WHAT THIS TASK INVOLVES:
Taking the line with "mod constants;" as the first and the line with "-> Result<JsonStream<TcpStream>, HttpError>" as the last, set down exactly every line in that range from the entries below, and no more.

BEGIN

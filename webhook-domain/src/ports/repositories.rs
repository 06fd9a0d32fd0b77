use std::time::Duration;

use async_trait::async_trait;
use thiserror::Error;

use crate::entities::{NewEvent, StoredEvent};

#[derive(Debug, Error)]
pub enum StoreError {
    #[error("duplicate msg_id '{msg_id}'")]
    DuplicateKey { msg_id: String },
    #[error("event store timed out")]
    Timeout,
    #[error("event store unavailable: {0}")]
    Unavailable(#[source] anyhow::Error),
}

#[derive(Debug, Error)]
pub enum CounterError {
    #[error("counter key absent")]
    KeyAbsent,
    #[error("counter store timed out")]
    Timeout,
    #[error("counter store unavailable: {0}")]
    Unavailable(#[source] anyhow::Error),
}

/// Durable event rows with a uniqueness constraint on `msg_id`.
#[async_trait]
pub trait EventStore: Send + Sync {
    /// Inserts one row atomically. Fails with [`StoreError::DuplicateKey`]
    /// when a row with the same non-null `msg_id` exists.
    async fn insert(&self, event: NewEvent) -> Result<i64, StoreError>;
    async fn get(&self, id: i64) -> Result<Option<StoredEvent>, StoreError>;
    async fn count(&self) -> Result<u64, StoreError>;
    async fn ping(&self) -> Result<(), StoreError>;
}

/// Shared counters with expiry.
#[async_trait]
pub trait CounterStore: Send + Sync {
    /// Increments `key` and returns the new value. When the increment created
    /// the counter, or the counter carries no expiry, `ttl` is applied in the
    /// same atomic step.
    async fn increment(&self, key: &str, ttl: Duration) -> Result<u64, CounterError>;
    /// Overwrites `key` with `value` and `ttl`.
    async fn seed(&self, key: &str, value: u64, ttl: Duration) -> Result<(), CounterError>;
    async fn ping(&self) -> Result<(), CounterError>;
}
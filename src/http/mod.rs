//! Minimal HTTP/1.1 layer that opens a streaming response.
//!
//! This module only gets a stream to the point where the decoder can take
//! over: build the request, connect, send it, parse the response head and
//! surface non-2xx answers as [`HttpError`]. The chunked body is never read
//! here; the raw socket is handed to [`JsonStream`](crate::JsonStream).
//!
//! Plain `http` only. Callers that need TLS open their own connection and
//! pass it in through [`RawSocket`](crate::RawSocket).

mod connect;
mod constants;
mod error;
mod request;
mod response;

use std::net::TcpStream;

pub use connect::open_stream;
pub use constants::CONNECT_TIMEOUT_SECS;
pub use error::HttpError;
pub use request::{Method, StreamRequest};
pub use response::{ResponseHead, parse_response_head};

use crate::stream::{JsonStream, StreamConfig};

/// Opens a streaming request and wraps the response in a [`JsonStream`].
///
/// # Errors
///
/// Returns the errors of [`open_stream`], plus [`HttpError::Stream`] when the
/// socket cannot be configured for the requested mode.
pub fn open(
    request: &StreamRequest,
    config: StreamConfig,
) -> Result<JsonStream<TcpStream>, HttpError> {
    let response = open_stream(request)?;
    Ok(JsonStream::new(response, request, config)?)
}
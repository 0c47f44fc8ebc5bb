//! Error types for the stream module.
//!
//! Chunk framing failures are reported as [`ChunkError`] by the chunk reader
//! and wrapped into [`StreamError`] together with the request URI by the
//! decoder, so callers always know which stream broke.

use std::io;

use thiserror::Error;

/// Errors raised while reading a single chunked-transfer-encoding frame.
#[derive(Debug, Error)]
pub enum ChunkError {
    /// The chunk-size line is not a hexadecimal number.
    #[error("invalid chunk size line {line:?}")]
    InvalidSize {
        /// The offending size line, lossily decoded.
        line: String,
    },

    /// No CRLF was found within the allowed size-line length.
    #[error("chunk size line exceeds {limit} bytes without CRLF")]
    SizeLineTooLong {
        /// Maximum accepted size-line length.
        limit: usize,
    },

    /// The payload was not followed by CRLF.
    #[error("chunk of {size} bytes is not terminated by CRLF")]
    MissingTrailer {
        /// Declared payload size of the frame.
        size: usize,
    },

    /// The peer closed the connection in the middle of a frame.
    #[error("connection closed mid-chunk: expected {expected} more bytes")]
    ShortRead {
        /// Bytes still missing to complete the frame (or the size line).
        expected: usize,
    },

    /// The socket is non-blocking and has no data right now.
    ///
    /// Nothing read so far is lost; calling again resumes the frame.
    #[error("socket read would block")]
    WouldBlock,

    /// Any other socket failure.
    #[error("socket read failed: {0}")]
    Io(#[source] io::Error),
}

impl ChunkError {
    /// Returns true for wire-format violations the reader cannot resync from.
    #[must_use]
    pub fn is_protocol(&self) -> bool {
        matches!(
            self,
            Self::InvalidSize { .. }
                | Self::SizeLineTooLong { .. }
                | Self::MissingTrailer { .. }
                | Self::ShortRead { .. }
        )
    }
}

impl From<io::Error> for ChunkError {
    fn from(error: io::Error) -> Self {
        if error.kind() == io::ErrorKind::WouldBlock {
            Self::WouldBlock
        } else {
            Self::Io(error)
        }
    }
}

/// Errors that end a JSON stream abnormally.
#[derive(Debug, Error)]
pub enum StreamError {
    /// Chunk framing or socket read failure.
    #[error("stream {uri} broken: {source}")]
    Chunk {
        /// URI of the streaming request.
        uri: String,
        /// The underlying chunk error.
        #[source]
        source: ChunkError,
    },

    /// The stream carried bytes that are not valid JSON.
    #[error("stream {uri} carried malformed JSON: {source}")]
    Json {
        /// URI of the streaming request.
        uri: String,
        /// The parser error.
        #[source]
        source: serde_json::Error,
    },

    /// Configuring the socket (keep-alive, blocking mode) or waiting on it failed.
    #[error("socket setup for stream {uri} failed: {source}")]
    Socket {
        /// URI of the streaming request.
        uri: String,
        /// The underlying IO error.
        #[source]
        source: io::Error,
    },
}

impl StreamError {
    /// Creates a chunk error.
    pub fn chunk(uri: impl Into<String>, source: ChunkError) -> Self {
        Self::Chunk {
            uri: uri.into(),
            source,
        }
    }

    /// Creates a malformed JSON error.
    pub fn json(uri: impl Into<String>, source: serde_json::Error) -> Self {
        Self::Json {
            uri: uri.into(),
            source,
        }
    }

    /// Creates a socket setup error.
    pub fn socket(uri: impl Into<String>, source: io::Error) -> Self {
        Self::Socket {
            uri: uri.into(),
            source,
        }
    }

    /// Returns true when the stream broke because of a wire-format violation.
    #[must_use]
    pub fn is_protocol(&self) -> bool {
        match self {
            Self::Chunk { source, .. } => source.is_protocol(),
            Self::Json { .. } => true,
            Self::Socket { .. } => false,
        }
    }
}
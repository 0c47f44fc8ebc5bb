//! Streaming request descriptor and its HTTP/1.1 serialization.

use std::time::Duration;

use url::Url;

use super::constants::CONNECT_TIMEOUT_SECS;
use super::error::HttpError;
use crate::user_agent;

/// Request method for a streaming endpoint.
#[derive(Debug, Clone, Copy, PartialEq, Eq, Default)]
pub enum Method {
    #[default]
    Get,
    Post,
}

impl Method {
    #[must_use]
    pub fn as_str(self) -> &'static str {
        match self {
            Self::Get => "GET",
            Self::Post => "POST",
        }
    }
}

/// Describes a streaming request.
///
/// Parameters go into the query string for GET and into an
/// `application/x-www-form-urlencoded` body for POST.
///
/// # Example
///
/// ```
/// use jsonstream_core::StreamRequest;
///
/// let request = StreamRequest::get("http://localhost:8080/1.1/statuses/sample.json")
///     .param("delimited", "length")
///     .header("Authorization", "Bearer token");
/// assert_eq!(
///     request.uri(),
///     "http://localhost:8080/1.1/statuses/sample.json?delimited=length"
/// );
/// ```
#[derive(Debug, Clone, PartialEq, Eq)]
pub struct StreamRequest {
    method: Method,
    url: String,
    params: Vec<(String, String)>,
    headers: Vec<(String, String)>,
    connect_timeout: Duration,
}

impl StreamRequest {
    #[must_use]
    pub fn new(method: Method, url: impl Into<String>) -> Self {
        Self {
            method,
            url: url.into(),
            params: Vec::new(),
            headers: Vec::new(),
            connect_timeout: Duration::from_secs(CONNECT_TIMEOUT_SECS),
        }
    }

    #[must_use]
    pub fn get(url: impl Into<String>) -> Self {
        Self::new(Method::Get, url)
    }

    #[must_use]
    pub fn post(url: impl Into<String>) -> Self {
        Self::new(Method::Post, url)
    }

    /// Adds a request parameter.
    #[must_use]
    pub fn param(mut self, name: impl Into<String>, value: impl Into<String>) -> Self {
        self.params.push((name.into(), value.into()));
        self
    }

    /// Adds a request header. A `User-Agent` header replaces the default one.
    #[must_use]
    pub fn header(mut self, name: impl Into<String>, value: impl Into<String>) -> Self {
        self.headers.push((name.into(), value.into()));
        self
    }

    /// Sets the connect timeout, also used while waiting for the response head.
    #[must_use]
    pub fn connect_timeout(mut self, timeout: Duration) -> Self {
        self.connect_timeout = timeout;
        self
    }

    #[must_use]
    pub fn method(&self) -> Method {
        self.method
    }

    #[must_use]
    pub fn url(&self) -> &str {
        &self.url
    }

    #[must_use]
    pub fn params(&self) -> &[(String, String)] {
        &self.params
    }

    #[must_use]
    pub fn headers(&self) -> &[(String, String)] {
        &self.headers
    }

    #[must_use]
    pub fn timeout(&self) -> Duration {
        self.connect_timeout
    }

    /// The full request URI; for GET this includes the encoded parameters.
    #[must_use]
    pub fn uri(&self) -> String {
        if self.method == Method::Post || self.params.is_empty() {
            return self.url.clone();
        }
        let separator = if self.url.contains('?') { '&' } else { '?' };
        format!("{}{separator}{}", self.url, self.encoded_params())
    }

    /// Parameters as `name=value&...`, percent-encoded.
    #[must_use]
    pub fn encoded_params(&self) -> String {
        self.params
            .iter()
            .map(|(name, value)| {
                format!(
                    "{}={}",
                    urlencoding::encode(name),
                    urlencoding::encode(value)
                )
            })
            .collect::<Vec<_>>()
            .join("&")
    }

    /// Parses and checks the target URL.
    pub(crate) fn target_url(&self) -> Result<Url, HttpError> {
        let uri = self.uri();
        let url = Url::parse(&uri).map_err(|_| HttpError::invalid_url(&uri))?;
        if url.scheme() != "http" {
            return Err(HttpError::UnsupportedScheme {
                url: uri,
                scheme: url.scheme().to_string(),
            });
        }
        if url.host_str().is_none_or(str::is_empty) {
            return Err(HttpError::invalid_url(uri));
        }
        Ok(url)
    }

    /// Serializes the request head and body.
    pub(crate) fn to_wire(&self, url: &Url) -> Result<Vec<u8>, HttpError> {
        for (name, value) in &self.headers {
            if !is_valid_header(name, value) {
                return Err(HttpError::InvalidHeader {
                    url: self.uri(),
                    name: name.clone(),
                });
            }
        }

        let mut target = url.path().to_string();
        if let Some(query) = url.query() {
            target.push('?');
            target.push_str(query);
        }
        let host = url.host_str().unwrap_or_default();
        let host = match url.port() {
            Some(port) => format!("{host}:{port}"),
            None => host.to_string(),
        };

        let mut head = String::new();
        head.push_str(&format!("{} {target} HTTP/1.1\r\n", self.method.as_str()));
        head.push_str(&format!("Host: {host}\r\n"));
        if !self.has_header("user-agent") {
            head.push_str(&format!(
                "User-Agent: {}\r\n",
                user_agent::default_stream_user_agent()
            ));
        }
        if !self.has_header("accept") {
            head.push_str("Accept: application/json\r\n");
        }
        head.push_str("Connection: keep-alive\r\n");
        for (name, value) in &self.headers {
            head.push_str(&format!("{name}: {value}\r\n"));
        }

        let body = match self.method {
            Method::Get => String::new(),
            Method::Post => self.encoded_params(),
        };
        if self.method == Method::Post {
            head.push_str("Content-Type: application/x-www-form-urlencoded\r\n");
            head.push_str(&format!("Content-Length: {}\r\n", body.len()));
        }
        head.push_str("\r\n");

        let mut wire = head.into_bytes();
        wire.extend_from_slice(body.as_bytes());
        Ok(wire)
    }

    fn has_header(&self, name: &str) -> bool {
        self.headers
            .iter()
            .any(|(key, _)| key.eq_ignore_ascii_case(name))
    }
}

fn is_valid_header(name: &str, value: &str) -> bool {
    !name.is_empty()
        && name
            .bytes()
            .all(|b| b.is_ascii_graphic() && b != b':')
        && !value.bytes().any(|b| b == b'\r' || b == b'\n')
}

END

WORKED SOLUTION:
mod constants;
mod error;
mod request;
mod response;

use std::net::TcpStream;

pub use connect::open_stream;
pub use constants::CONNECT_TIMEOUT_SECS;
pub use error::HttpError;
pub use request::{Method, StreamRequest};
pub use response::{ResponseHead, parse_response_head};

use crate::stream::{JsonStream, StreamConfig};

/// Opens a streaming request and wraps the response in a [`JsonStream`].
///
/// # Errors
///
/// Returns the errors of [`open_stream`], plus [`HttpError::Stream`] when the
/// socket cannot be configured for the requested mode.
pub fn open(
    request: &StreamRequest,
    config: StreamConfig,
) -> Result<JsonStream<TcpStream>, HttpError> {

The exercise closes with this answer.